Stored data:
======
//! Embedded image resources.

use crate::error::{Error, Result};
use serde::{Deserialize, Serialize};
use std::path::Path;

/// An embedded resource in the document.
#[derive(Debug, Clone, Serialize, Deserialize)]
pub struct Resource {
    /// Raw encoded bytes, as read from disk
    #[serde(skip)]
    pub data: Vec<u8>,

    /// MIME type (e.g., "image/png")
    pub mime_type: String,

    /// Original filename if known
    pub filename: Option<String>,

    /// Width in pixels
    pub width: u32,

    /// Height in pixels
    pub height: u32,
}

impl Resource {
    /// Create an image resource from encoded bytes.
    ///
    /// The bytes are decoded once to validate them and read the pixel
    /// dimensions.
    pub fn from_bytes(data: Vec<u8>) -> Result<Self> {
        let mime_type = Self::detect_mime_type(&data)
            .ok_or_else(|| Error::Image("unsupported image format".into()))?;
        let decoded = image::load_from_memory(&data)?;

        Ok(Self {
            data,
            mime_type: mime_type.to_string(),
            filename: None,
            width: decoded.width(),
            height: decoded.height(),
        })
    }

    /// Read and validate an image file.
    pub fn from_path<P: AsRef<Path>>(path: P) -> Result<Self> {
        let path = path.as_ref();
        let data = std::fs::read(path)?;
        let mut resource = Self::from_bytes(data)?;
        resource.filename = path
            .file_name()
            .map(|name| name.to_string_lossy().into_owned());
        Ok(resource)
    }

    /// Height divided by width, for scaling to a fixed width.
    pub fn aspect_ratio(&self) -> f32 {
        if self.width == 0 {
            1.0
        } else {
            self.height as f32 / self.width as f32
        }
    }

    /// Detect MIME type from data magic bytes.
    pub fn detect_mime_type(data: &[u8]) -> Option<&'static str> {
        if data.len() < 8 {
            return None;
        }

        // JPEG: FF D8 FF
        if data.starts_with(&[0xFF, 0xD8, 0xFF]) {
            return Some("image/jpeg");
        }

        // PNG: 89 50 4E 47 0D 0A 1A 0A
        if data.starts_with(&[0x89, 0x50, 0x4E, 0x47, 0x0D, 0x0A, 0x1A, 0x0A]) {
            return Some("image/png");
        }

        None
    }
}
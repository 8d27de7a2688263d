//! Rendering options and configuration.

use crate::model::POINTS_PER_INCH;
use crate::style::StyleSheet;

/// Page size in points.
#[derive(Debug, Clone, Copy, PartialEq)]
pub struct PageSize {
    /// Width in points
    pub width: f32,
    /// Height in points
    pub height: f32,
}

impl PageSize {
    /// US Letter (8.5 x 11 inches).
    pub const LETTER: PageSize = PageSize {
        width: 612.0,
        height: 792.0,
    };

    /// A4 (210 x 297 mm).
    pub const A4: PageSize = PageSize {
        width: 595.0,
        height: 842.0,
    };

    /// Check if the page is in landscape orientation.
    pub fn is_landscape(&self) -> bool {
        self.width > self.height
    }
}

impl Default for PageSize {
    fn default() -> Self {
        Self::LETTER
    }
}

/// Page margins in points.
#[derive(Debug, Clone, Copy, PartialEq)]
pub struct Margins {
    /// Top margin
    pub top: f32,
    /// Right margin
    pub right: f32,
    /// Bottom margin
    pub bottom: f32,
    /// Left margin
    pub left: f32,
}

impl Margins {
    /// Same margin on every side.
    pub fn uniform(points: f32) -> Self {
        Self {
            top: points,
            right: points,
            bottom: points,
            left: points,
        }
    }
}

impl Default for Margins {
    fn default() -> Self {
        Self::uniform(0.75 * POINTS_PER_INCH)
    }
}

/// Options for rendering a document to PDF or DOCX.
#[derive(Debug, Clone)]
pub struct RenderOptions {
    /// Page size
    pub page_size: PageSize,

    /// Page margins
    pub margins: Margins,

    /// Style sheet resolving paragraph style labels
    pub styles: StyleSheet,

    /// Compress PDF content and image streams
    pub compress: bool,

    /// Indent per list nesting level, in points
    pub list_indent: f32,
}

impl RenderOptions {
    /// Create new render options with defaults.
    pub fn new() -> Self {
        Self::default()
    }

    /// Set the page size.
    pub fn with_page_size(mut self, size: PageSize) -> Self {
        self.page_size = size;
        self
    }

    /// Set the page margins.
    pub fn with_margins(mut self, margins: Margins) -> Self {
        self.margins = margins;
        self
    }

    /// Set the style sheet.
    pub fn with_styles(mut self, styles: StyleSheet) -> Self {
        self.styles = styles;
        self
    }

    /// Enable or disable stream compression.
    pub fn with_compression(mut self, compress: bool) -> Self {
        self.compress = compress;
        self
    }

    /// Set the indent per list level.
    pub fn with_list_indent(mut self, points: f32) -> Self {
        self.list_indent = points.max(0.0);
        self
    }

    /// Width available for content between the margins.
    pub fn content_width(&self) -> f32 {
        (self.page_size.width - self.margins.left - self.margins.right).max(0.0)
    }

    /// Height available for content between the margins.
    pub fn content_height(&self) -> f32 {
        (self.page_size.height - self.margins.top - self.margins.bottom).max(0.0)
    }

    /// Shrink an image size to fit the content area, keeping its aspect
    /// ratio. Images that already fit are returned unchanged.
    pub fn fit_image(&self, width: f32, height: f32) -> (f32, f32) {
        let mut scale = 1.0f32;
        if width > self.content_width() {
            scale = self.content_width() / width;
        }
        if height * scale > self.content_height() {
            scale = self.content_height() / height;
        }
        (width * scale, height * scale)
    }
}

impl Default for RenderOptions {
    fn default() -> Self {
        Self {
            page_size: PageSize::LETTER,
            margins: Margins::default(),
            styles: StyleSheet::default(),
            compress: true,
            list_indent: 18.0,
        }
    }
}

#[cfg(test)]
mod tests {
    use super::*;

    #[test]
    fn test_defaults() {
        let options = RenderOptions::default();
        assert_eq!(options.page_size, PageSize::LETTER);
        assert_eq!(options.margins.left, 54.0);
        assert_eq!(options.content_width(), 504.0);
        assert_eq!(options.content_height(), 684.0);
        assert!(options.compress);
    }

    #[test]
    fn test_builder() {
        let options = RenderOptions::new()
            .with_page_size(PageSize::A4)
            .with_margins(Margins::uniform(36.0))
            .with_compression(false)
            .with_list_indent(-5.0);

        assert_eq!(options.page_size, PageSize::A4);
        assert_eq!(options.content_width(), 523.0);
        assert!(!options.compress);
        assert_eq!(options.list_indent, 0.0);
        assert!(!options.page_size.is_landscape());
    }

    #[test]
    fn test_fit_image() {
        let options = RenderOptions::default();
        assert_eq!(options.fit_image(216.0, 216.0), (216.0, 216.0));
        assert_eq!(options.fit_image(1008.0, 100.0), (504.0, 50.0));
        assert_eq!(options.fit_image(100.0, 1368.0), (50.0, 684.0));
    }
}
======
_Task prompt_: Check each line of the records for "serde" and copy the ones that contain it.

_Exercise result_:
use serde::{Deserialize, Serialize};
    #[serde(skip)]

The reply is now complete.